Uno sport delle Fiandre
Il calendario belga è ricchissimo: con le date del Trofeo X2O e con l’Exact Cross, non c’è fine settimana senza gare, senza tifosi e senza fiumi di birra. Eppure il manager di Van der Poel ha approfittato della presentazione della sua Crelan-Corendon per smarcare il cross dalla presenza dei grandi campioni e, al contempo, difenderlo da una pericolosa deriva internazionale.
«Non credo che il gravel sia una minaccia seria – ha detto a Het Nieuwsblad – perché il gravel è uno sport da fare, il ciclocross è uno sport per spettatori. Il gravel è interessante solo quando, come domenica scorsa ai mondiali di Leuven, ci sono le stelle alla partenza. Non è certamente una minaccia per il cross, non avrà mai la stessa visibilità. Però mi rendo conto che il nuovo calendario internazionale si preoccupi troppo di come possiamo migliorare il cross in altri Paesi. Io dico che innanzitutto dobbiamo assicurarci che continui a vivere nelle Fiandre, dove ha grande successo. Facciamo in modo di avere qui le date che servono. Il numero di gare trasmesse in diretta televisiva è la forza trainante dell’esistenza delle squadre professionistiche. In altri Paesi invece il cross ha vita dura a causa della mancanza di una diretta televisiva. Non ho alcun problema che la Coppa del mondo sia la classifica più importante, ma ci deve essere spazio per garantire che il ritorno per gli sponsor rimanga alto».
Fra cross e strada
Si fa fatica a capirlo se almeno una volta non si è stati lassù, anche solo per un weekend, immergendosi nell’atmosfera dei campi di gara. E’ un altro mondo. E’ un pubblico da stadio capace di stare per tutto il giorno lungo un anello di pochi chilometri per vederli passare, incitandoli a ogni passaggio. Pagando il biglietto. Pagando le consumazioni. Infiammandosi davanti a corridori che magari su strada non corrono e, quando lo fanno, vedono a stento l’arrivo. Non conta niente.
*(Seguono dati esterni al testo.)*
use std::fmt;

use serde::{Deserialize, Serialize};

use crate::error::TypeError;

/// Length of a [`Digest`] in bytes.
pub const DIGEST_LEN: usize = 32;

/// 256-bit content digest.
///
/// Identifies buckets, roots and transactions. Identical content always
/// produces the same `Digest`, so persisted buckets are deduplicated by the
/// store. The all-zero digest is reserved for "unset": an empty bucket slot,
/// a bucket whose digest has not been computed yet, or a slot with nothing
/// persisted.
#[derive(Clone, Copy, Default, PartialEq, Eq, Hash, PartialOrd, Ord, Serialize, Deserialize)]
pub struct Digest([u8; DIGEST_LEN]);

impl Digest {
    /// The zero digest.
    pub const ZERO: Self = Self([0u8; DIGEST_LEN]);

    /// Wrap a pre-computed hash.
    pub const fn from_hash(hash: [u8; DIGEST_LEN]) -> Self {
        Self(hash)
    }

    /// Build a digest from a byte slice of exactly [`DIGEST_LEN`] bytes.
    pub fn from_slice(bytes: &[u8]) -> Result<Self, TypeError> {
        let arr: [u8; DIGEST_LEN] = bytes.try_into().map_err(|_| TypeError::InvalidLength {
            expected: DIGEST_LEN,
            actual: bytes.len(),
        })?;
        Ok(Self(arr))
    }

    /// Returns `true` if this is the zero digest.
    pub fn is_zero(&self) -> bool {
        self.0 == [0u8; DIGEST_LEN]
    }

    /// The raw 32-byte hash.
    pub fn as_bytes(&self) -> &[u8; DIGEST_LEN] {
        &self.0
    }

    /// Hex-encoded string representation.
    pub fn to_hex(&self) -> String {
        hex::encode(self.0)
    }

    /// Short hex representation (first 8 characters).
    pub fn short_hex(&self) -> String {
        hex::encode(&self.0[..4])
    }

    /// Parse from a hex string. A leading `0x` is accepted.
    pub fn from_hex(s: &str) -> Result<Self, TypeError> {
        let s = s.strip_prefix("0x").unwrap_or(s);
        let bytes = hex::decode(s).map_err(|e| TypeError::InvalidHex(e.to_string()))?;
        Self::from_slice(&bytes)
    }
}

impl fmt::Debug for Digest {
    fn fmt(&self, f: &mut fmt::Formatter<'_>) -> fmt::Result {
        write!(f, "Digest({})", self.short_hex())
    }
}

impl fmt::Display for Digest {
    fn fmt(&self, f: &mut fmt::Formatter<'_>) -> fmt::Result {
        write!(f, "{}", self.to_hex())
    }
}

impl From<[u8; DIGEST_LEN]> for Digest {
    fn from(bytes: [u8; DIGEST_LEN]) -> Self {
        Self(bytes)
    }
}

impl From<Digest> for [u8; DIGEST_LEN] {
    fn from(digest: Digest) -> Self {
        digest.0
    }
}

impl AsRef<[u8]> for Digest {
    fn as_ref(&self) -> &[u8] {
        &self.0
    }
}

#[cfg(test)]
mod tests {
    use super::*;

    #[test]
    fn zero_is_all_zeros() {
        assert!(Digest::ZERO.is_zero());
        assert!(Digest::default().is_zero());
        assert_eq!(Digest::ZERO.as_bytes(), &[0u8; 32]);
    }

    #[test]
    fn non_zero_digest() {
        let mut bytes = [0u8; 32];
        bytes[31] = 1;
        assert!(!Digest::from_hash(bytes).is_zero());
    }

    #[test]
    fn hex_roundtrip() {
        let d = Digest::from_hash([0xab; 32]);
        let parsed = Digest::from_hex(&d.to_hex()).unwrap();
        assert_eq!(d, parsed);
    }

    #[test]
    fn hex_accepts_0x_prefix() {
        let d = Digest::from_hash([0x11; 32]);
        let parsed = Digest::from_hex(&format!("0x{}", d.to_hex())).unwrap();
        assert_eq!(d, parsed);
    }

    #[test]
    fn hex_rejects_wrong_length() {
        let err = Digest::from_hex("abcd").unwrap_err();
        assert_eq!(
            err,
            TypeError::InvalidLength {
                expected: 32,
                actual: 2
            }
        );
    }

    #[test]
    fn hex_rejects_garbage() {
        assert!(matches!(
            Digest::from_hex("zz"),
            Err(TypeError::InvalidHex(_))
        ));
    }

    #[test]
    fn short_hex_is_8_chars() {
        assert_eq!(Digest::from_hash([7; 32]).short_hex().len(), 8);
    }

    #[test]
    fn display_is_full_hex() {
        let d = Digest::from_hash([0xcd; 32]);
        let display = format!("{d}");
        assert_eq!(display.len(), 64);
        assert_eq!(display, d.to_hex());
    }

    #[test]
    fn serde_roundtrip() {
        let d = Digest::from_hash([3; 32]);
        let json = serde_json::to_string(&d).unwrap();
        let parsed: Digest = serde_json::from_str(&json).unwrap();
        assert_eq!(d, parsed);
    }

    #[test]
    fn ordering_is_bytewise() {
        assert!(Digest::from_hash([0; 32]) < Digest::from_hash([1; 32]));
    }
}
«Ci sono ancora molti corridori – dice ancora Roodhooft – che vincono gare o ottengono podi nel cross senza sudare sulla strada. E’ per loro che dobbiamo cercare di mantenere questo sport interessante. Meglio essere un atleta di successo nel cross, che un corridore qualsiasi su strada. Questo è più interessante dal punto di vista sportivo ed economico. E’ chiaro che per i produttori di biciclette il gravel sia più importante, perché ha molti più potenziali clienti: gli amatori che pedalano nel tempo libero. Ma il cross ha un modello economico diverso, basato sulla televisione e sugli spettatori paganti. Il fatto che possa essere incluso nel programma olimpico gli darebbe un’immagine diversa a livello internazionale. Ci sarebbe più interesse da parte dei corridori e più budget da parte delle federazioni e dei comitati olimpici. Ma non voglio nemmeno sopravvalutarne l’importanza. La mountain bike è diventata uno sport mondiale solo perché è nel calendario olimpico?».
Non di sole stelle
Richiesto infine ancora sul calendario di Van der Poel, Roodhooft ha aggiunto il suo punto di vista che, immancabilmente, dovrà fare i conti con l’estro e la voglia di vincere dell’olandese.
«Se domenica Mathieu ha detto che non lo sapeva ancora – dice – non ha mentito perché non ne abbiamo ancora discusso. La mia sensazione personale è che lo vedremo all’opera nel cross anche il prossimo inverno, ma sicuramente non gli imporremo nulla. Ci rendiamo anche conto che Mathieu è il simbolo di questo sport, ma ovunque inizi, ci si aspetta sempre qualcosa da lui. Penso anche che dovremmo avere il coraggio di guardare a questo sport in modo diverso. I cross con Mathieu e Van Aert sono uno spettacolo stellare. Ma se al via c’è solo uno dei due, spesso si ha la sensazione di guardare un criterium. Dobbiamo essere contenti dei corridori che sono presenti ogni settimana e non possiamo certo minimizzare la loro prestazione».